Não é à toa que a foz do Rio das Velhas, no seu encontro com o Rio São Francisco, está localizada no distrito da cidade de Várzea da Palma chamado “Barra do Guaicuí”, que remonta ao nome indígena dado a esse que é o maior rio totalmente em terras mineiras.
Historiadores relatam que os primeiros povoadores bandeirantes vieram para a região de Ouro Preto partindo do sul de São Paulo, passando por Sabará, e os portugueses vieram de São Paulo pelo Rio das Velhas, ainda no século XVII. Até o segunda metade do século XIX, o Rio das Velhas era totalmente navegável de Sabará até a foz, servindo como um dos principais canais de ligação entre a região das Minas aos sertões das Gerais.

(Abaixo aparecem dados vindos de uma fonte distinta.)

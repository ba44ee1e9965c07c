//! Metadata tagging of exported files.

use crate::error::Result;
use mixdown_core::{BroadcastInfo, FormatSpecification, SessionMetadata};
use std::path::Path;

/// Writes session metadata into a finished file.
pub trait Tagger: Send + Sync {
    fn tag(
        &self,
        path: &Path,
        format: &FormatSpecification,
        metadata: &SessionMetadata,
        broadcast_info: Option<&BroadcastInfo>,
    ) -> Result<()>;
}

/// ID3v2.4 chunk tagger for WAV and AIFF files.
#[cfg(feature = "tag")]
#[derive(Debug, Clone, Copy, Default)]
pub struct Id3Tagger;

#[cfg(feature = "tag")]
impl Id3Tagger {
    fn build(metadata: &SessionMetadata, broadcast_info: Option<&BroadcastInfo>) -> id3::Tag {
        use id3::frame::{Comment, Content, ExtendedText, Frame};
        use id3::TagLike;

        let mut tag = id3::Tag::new();
        let mut text = |id: &str, value: &str| {
            if !value.is_empty() {
                tag.set_text(id, value);
            }
        };
        text("TIT2", &metadata.title);
        text("TPE1", &metadata.artist);
        text("TALB", &metadata.album);
        text("TCOM", &metadata.composer);
        text("TPE3", &metadata.conductor);
        text("TCOP", &metadata.copyright);
        text("TCON", &metadata.genre);
        text("TEXT", &metadata.lyricist);
        text("TPUB", &metadata.organization);
        text("TSST", &metadata.disc_subtitle);

        if metadata.year > 0 {
            tag.set_year(metadata.year as i32);
        }
        if metadata.track_number > 0 {
            tag.set_track(metadata.track_number);
        }
        if metadata.total_tracks > 0 {
            tag.set_total_tracks(metadata.total_tracks);
        }
        if !metadata.comment.is_empty() {
            tag.add_frame(Frame::with_content(
                "COMM",
                Content::Comment(Comment {
                    lang: "eng".into(),
                    description: String::new(),
                    text: metadata.comment.clone(),
                }),
            ));
        }

        let mut extended = |description: &str, value: &str| {
            if !value.is_empty() {
                tag.add_frame(Frame::with_content(
                    "TXXX",
                    Content::ExtendedText(ExtendedText {
                        description: description.into(),
                        value: value.into(),
                    }),
                ));
            }
        };
        extended("ENGINEER", &metadata.engineer);
        extended("MIXER", &metadata.mixer);
        extended("PRODUCER", &metadata.producer);
        extended("COUNTRY", &metadata.country);
        if let Some(bwf) = broadcast_info {
            extended("BWF_DESCRIPTION", &bwf.description);
            extended("BWF_ORIGINATOR", &bwf.originator);
            extended("BWF_ORIGINATOR_REFERENCE", &bwf.originator_reference);
            extended("BWF_ORIGINATION_TIME", &bwf.origination_time);
        }

        tag
    }
}

#[cfg(feature = "tag")]
impl Tagger for Id3Tagger {
    fn tag(
        &self,
        path: &Path,
        format: &FormatSpecification,
        metadata: &SessionMetadata,
        broadcast_info: Option<&BroadcastInfo>,
    ) -> Result<()> {
        use crate::error::ExportError;
        use mixdown_core::FormatId;

        let tag = Self::build(metadata, broadcast_info);
        match format.format_id() {
            Some(FormatId::Wav) => tag.write_to_wav_path(path, id3::Version::Id3v24)?,
            Some(FormatId::Aiff) => tag.write_to_aiff_path(path, id3::Version::Id3v24)?,
            other => {
                return Err(ExportError::UnsupportedFormat(format!(
                    "cannot tag {:?} files",
                    other
                )))
            }
        }
        tracing::debug!(path = %path.display(), "tagged");
        Ok(())
    }
}
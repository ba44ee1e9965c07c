//! Error types for mixdown-export

use std::io;
use thiserror::Error;

/// Export error type
#[derive(Error, Debug)]
pub enum ExportError {
    /// I/O error during file operations
    #[error("I/O error: {0}")]
    Io(#[from] io::Error),

    /// Error from the value model (ranges, formats, configuration)
    #[error(transparent)]
    Core(#[from] mixdown_core::Error),

    /// Unsupported format or feature not enabled
    #[error("Unsupported format: {0}")]
    UnsupportedFormat(String),

    /// Configuration rejected before the export started
    #[error("Invalid configuration: {0}")]
    InvalidConfig(String),

    /// Encoding error
    #[error("Encoding error: {0}")]
    Encoding(String),

    /// Rendering error
    #[error("Render error: {0}")]
    Render(String),

    /// Resampling error
    #[error("Resampling error: {0}")]
    Resample(String),

    /// Post-export command failed to start or exited unsuccessfully
    #[error("Command failed: {0}")]
    Command(String),

    /// Metadata tagging error
    #[error("Tagging error: {0}")]
    Tag(String),

    /// Upload error
    #[error("Upload error: {0}")]
    Upload(String),

    /// An export is already running
    #[error("Export already in progress")]
    Busy,
}

/// Result type for export operations
pub type Result<T> = std::result::Result<T, ExportError>;

// From trait implementations for external library errors at API boundary

#[cfg(feature = "wav")]
impl From<hound::Error> for ExportError {
    fn from(e: hound::Error) -> Self {
        match e {
            hound::Error::IoError(io) => ExportError::Io(io),
            other => ExportError::Encoding(other.to_string()),
        }
    }
}

impl From<rubato::ResamplerConstructionError> for ExportError {
    fn from(e: rubato::ResamplerConstructionError) -> Self {
        ExportError::Resample(e.to_string())
    }
}

impl From<rubato::ResampleError> for ExportError {
    fn from(e: rubato::ResampleError) -> Self {
        ExportError::Resample(e.to_string())
    }
}

#[cfg(feature = "tag")]
impl From<id3::Error> for ExportError {
    fn from(e: id3::Error) -> Self {
        ExportError::Tag(e.to_string())
    }
}
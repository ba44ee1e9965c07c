//! Upload of finished files to a remote service.

use crate::error::Result;
use std::path::Path;

/// Uploads one exported file. Implementations live with the host
/// application; the exporter only decides when to call them.
pub trait Uploader: Send + Sync {
    fn upload(&self, path: &Path, title: &str) -> Result<()>;
}

impl<F> Uploader for F
where
    F: Fn(&Path, &str) -> Result<()> + Send + Sync,
{
    fn upload(&self, path: &Path, title: &str) -> Result<()> {
        self(path, title)
    }
}
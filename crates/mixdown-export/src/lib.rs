//! # Mixdown Export
//!
//! Renders timespans of a session into audio files.
//!
//! This crate provides:
//! - **Export handler**: the timespan state machine driven from the engine's
//!   process callback, with setup handed to a single worker thread
//! - **Render graph**: the [`RenderGraph`] seam plus [`FileWriterGraph`],
//!   which writes WAV and FLAC with resampling, normalization and dithering
//! - **Side effects**: CUE/TOC/chapter marker files, ID3 tagging, a
//!   post-export command and upload hooks
//! - **Pre-flight checks**: [`check_config`] reports errors, warnings and
//!   files that would be overwritten
//!
//! ## Example
//!
//! ```ignore
//! use mixdown_export::*;
//!
//! let engine = Arc::new(OfflineEngine::new(session.sample_rate));
//! let graph = FileWriterGraph::new(reader, session.sample_rate, 30.0);
//! let handler = ExportHandler::new(session, engine.clone(), Box::new(graph), status, config)?;
//!
//! handler.add_channel_config(&[timespan], &channel_config, None)?;
//! handler.start_export()?;
//! engine.run(&handler, |p| println!("{:.0}%", p.fraction() * 100.0))?;
//! ```
//!
//! ## Feature Flags
//!
//! - `wav` (default): WAV output via hound (pure Rust)
//! - `flac` (default): FLAC output via flacenc (pure Rust)
//! - `tag` (default): ID3 tagging via id3

// Core modules
pub mod error;
pub mod graph;
pub mod handler;
pub mod engine;
mod worker;

// Rendering
mod dsp;
pub mod render;

// Side effects
pub mod cd_marker;
pub mod command;
pub mod tagging;
pub mod upload;

pub mod check;

// Re-exports
pub use cd_marker::{render_cd_markers, write_cd_marker_file, CdMarkerFormat};
pub use check::{check_config, Warnings};
pub use command::{run_command, Substitutions};
pub use engine::{AudioEngine, OfflineEngine};
pub use error::{ExportError, Result};
pub use graph::{PortReader, RenderGraph};
pub use handler::{handle_duplicate_format_extensions, Cycle, ExportHandler};
pub use render::FileWriterGraph;
pub use tagging::Tagger;
pub use upload::Uploader;

#[cfg(feature = "tag")]
pub use tagging::Id3Tagger;
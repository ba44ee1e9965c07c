//! FLAC output using flacenc.
//!
//! Supports 8, 16 and 24-bit lossless encoding.

use crate::error::{ExportError, Result};
use flacenc::bitsink::ByteSink;
use flacenc::component::BitRepr;
use flacenc::config::Encoder as EncoderConfig;
use flacenc::encode_with_fixed_block_size;
use flacenc::error::Verify;
use flacenc::source::MemSource;
use mixdown_core::SampleFormat;
use std::fs::File;
use std::io::Write;
use std::path::Path;

const BLOCK_SIZE: usize = 4096;

fn bits_per_sample(format: SampleFormat) -> Result<usize> {
    match format {
        SampleFormat::S8 => Ok(8),
        SampleFormat::S16 => Ok(16),
        SampleFormat::S24 => Ok(24),
        other => Err(ExportError::UnsupportedFormat(format!(
            "FLAC does not support {} samples, use 8, 16 or 24-bit",
            other.name()
        ))),
    }
}

/// Encode planar audio to a FLAC file.
pub fn write_flac_file(
    path: &Path,
    channels: &[Vec<f32>],
    format: SampleFormat,
    sample_rate: u32,
) -> Result<()> {
    let data = encode_flac_memory(channels, format, sample_rate)?;
    let mut file = File::create(path)?;
    file.write_all(&data)?;
    Ok(())
}

/// Encode planar audio to FLAC bytes.
pub fn encode_flac_memory(
    channels: &[Vec<f32>],
    format: SampleFormat,
    sample_rate: u32,
) -> Result<Vec<u8>> {
    let bits = bits_per_sample(format)?;
    let frames = channels.first().map_or(0, Vec::len);
    if channels.is_empty() || channels.iter().any(|c| c.len() != frames) {
        return Err(ExportError::Encoding(
            "channels are missing or have different lengths".into(),
        ));
    }

    let interleaved = interleave_to_i32(channels, bits);

    let encoder_config = EncoderConfig::default()
        .into_verified()
        .map_err(|e| ExportError::Encoding(format!("Invalid FLAC config: {:?}", e)))?;

    let source = MemSource::from_samples(&interleaved, channels.len(), bits, sample_rate as usize);

    let stream = encode_with_fixed_block_size(&encoder_config, source, BLOCK_SIZE)
        .map_err(|e| ExportError::Encoding(format!("FLAC encoding failed: {:?}", e)))?;

    let mut sink = ByteSink::new();
    stream
        .write(&mut sink)
        .map_err(|e| ExportError::Encoding(format!("Failed to write FLAC stream: {:?}", e)))?;

    Ok(sink.into_inner())
}

fn interleave_to_i32(channels: &[Vec<f32>], bits: usize) -> Vec<i32> {
    let frames = channels.first().map_or(0, Vec::len);
    let scale = ((1i64 << (bits - 1)) - 1) as f32;
    let mut interleaved = Vec::with_capacity(frames * channels.len());

    for i in 0..frames {
        for channel in channels {
            interleaved.push((channel[i].clamp(-1.0, 1.0) * scale) as i32);
        }
    }

    interleaved
}

#[cfg(test)]
mod tests {
    use super::*;

    #[test]
    fn test_flac_rejects_float() {
        let channels = vec![vec![0.0; 100]; 2];
        assert!(encode_flac_memory(&channels, SampleFormat::Float, 44100).is_err());
    }

    #[test]
    fn test_interleave_to_i32() {
        let channels = vec![vec![0.0, 1.0], vec![0.5, -0.5]];
        let interleaved = interleave_to_i32(&channels, 16);

        assert_eq!(interleaved, vec![0, 16383, 32767, -16383]);
    }

    #[test]
    fn test_encode_has_magic() {
        let channels = vec![vec![0.1f32; 8192]; 2];
        let bytes = encode_flac_memory(&channels, SampleFormat::S16, 44100).unwrap();
        assert_eq!(&bytes[0..4], b"fLaC");
    }

    #[test]
    fn test_mismatched_channel_lengths() {
        let channels = vec![vec![0.0, 0.5], vec![0.0]];
        assert!(encode_flac_memory(&channels, SampleFormat::S16, 44100).is_err());
    }
}
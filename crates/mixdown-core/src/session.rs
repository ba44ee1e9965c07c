//! Minimal session model consumed by the export handler.
//!
//! Storage and editing live elsewhere; the exporter only needs the
//! session's identity, its markers and its metadata.

use crate::timespan::{SamplePos, Timespan, TimespanFactory};
use crate::Result;
use serde::{Deserialize, Serialize};
use std::collections::BTreeMap;
use std::path::{Path, PathBuf};
use std::sync::atomic::{AtomicU32, Ordering};
use std::sync::Arc;

#[derive(Debug, Clone, Copy, Default, PartialEq, Eq, Serialize, Deserialize)]
pub struct LocationFlags {
    #[serde(default)]
    pub mark: bool,
    #[serde(default)]
    pub cd_marker: bool,
    #[serde(default)]
    pub session_range: bool,
    #[serde(default)]
    pub hidden: bool,
}

/// A marker (point) or range on the timeline.
#[derive(Debug, Clone, PartialEq, Serialize, Deserialize)]
pub struct Location {
    #[serde(default)]
    pub id: String,
    pub name: String,
    pub start: SamplePos,
    pub end: SamplePos,
    #[serde(default)]
    pub flags: LocationFlags,
    /// CD-TEXT style fields keyed by lower-case name
    /// (`isrc`, `performer`, `composer`, `songwriter`, `message`, `scms`, `preemph`).
    #[serde(default)]
    pub cd_info: BTreeMap<String, String>,
}

impl Location {
    pub fn marker(name: impl Into<String>, position: SamplePos) -> Self {
        Self {
            id: String::new(),
            name: name.into(),
            start: position,
            end: position,
            flags: LocationFlags {
                mark: true,
                ..Default::default()
            },
            cd_info: BTreeMap::new(),
        }
    }

    pub fn range(name: impl Into<String>, start: SamplePos, end: SamplePos) -> Self {
        Self {
            id: String::new(),
            name: name.into(),
            start,
            end,
            flags: LocationFlags::default(),
            cd_info: BTreeMap::new(),
        }
    }

    /// The session's own start/end range.
    pub fn session_range(start: SamplePos, end: SamplePos) -> Self {
        let mut location = Self::range("session", start, end);
        location.flags.session_range = true;
        location
    }

    pub fn with_cd(mut self) -> Self {
        self.flags.cd_marker = true;
        self
    }

    pub fn with_cd_info(mut self, key: &str, value: impl Into<String>) -> Self {
        self.cd_info.insert(key.to_string(), value.into());
        self
    }

    pub fn is_mark(&self) -> bool {
        self.flags.mark || self.start == self.end
    }

    pub fn is_cd_marker(&self) -> bool {
        self.flags.cd_marker
    }

    pub fn is_session_range(&self) -> bool {
        self.flags.session_range
    }

    pub fn length(&self) -> u64 {
        self.end.saturating_sub(self.start)
    }

    pub fn cd_info(&self, key: &str) -> Option<&str> {
        self.cd_info.get(key).map(String::as_str)
    }
}

/// Descriptive metadata used for tagging, CD text and command substitution.
#[derive(Debug, Clone, Default, PartialEq, Serialize, Deserialize)]
#[serde(default)]
pub struct SessionMetadata {
    pub title: String,
    pub artist: String,
    pub album: String,
    pub comment: String,
    pub composer: String,
    pub conductor: String,
    pub copyright: String,
    pub country: String,
    pub disc_subtitle: String,
    pub engineer: String,
    pub genre: String,
    pub lyricist: String,
    pub mixer: String,
    pub organization: String,
    pub producer: String,
    pub total_tracks: u32,
    pub track_number: u32,
    pub year: u32,
}

/// Session identity, markers and metadata.
#[derive(Debug)]
pub struct Session {
    pub name: String,
    pub path: PathBuf,
    pub sample_rate: u32,
    pub locations: Vec<Location>,
    pub metadata: SessionMetadata,
    revision: AtomicU32,
    timespans: TimespanFactory,
}

impl Session {
    pub fn new(name: impl Into<String>, path: impl Into<PathBuf>, sample_rate: u32) -> Self {
        Self {
            name: name.into(),
            path: path.into(),
            sample_rate,
            locations: Vec::new(),
            metadata: SessionMetadata::default(),
            revision: AtomicU32::new(0),
            timespans: TimespanFactory::new(),
        }
    }

    pub fn path(&self) -> &Path {
        &self.path
    }

    pub fn revision(&self) -> u32 {
        self.revision.load(Ordering::Relaxed)
    }

    pub fn set_revision(&self, revision: u32) {
        self.revision.store(revision, Ordering::Relaxed);
    }

    /// Bump the export revision and return the new value.
    pub fn next_revision(&self) -> u32 {
        self.revision.fetch_add(1, Ordering::Relaxed) + 1
    }

    pub fn new_timespan(
        &self,
        name: impl Into<String>,
        start: SamplePos,
        end: SamplePos,
    ) -> Result<Arc<Timespan>> {
        self.timespans.create_shared(name, start, end)
    }

    /// Timespan covering a range location, carrying its name and id.
    pub fn timespan_for(&self, location: &Location) -> Result<Arc<Timespan>> {
        let mut timespan = self
            .timespans
            .create(location.name.clone(), location.start, location.end)?;
        timespan.set_range_id(location.id.clone());
        Ok(Arc::new(timespan))
    }

    pub fn session_range(&self) -> Option<&Location> {
        self.locations.iter().find(|l| l.is_session_range())
    }
}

A partir de então, o rio serviu de cenário para o assassinato dos povos originários e de referência para as bandeiras e ocupações, além da exploração de riquezas naturais, especialmente dos minérios encontrados na sua calha e nos afluentes, além daqueles aflorados nas montanhas da região.
O aumento das ocupações e o alcance da urbanização às margens do rio e seus afluentes gerou variadas consequências, desde a necessidade de captação de água para o abastecimento humano, para matar a sede de animais, para o uso industrial e para o lazer, até a poluição, com o lançamento de esgotos, lixo e resíduos industriais.

A cidade de Sabará era o ponto de partida do trecho navegável do Rio das Velhas. Hoje é uma das suas partes mais degradadas por esgoto, lixo e assoreamento. Fonte da imagem: CBH Velhas
As nascentes altas do Velhas
Falamos no início desse conteúdo que as nascentes do Rio das Velhas encontram-se em Ouro Preto. Mas o que vem a ser uma nascente e qual a sua importância?
A nascente de um rio pode ser considerada como o local onde a água emerge naturalmente do solo ou da rocha para a superfície. Embora a formação dos rios seja cíclica, simbolicamente, a nascente é onde se inicia a vida de um rio. Não é à toa que o rio, ribeirão ou córrego é denominado de corpo hídrico.
A preservação da área adjacente da nascente possibilita maior absorção das águas da chuva e, por consequência, maior vazão da água do rio. Esse, por sua vez, proporciona o abastecimento de água para a população, a vida aquática, das plantas, dos animais, a regulação do clima, o uso industrial e pela agricultura, o lazer, entre outros.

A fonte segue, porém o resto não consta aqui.